[[ RECORDS SHOWN open ]]

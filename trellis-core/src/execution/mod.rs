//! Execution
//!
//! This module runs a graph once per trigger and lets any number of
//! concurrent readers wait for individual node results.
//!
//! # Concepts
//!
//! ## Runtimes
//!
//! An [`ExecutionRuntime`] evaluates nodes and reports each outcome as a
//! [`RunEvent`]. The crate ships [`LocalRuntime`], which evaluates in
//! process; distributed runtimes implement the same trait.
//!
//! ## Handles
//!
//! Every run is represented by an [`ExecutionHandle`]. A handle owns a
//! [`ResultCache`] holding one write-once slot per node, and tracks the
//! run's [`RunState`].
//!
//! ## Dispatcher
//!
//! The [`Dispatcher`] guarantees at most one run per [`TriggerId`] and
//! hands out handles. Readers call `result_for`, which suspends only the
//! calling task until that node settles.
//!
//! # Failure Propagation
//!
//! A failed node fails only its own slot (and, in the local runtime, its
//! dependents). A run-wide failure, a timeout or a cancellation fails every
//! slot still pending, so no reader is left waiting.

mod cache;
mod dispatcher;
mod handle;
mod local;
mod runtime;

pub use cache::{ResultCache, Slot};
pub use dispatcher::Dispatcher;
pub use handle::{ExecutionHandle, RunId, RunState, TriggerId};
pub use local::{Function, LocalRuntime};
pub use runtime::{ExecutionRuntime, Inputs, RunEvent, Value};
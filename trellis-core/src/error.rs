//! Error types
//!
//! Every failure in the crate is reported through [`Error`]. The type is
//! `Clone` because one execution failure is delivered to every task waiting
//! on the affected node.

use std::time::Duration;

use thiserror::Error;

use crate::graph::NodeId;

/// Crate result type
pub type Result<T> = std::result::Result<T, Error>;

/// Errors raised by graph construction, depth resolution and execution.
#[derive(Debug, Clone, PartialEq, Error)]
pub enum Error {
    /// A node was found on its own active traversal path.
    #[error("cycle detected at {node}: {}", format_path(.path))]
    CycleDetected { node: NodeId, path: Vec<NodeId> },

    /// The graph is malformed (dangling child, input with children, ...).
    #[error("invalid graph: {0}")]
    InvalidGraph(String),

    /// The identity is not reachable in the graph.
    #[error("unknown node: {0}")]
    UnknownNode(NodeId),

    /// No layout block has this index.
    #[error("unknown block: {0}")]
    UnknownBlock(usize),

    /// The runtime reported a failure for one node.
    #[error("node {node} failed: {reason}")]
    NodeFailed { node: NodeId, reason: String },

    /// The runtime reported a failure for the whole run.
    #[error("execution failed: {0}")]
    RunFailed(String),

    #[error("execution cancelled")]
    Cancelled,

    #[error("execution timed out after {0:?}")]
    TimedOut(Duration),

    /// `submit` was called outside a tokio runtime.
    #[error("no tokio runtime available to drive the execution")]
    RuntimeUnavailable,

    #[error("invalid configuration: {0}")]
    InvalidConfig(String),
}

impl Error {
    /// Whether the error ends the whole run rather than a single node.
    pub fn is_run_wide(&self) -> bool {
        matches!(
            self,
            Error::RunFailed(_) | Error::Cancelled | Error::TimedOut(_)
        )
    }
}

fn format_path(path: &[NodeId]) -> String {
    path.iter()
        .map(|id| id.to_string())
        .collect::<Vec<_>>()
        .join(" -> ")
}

[[ RECORDS SHOWN closed ]]

## PROBLEM DETAILS
Would you please return all lines of the data that include the word "whole"?

## EXERCISE RESULT
    /// The runtime reported a failure for the whole run.
    /// Whether the error ends the whole run rather than a single node.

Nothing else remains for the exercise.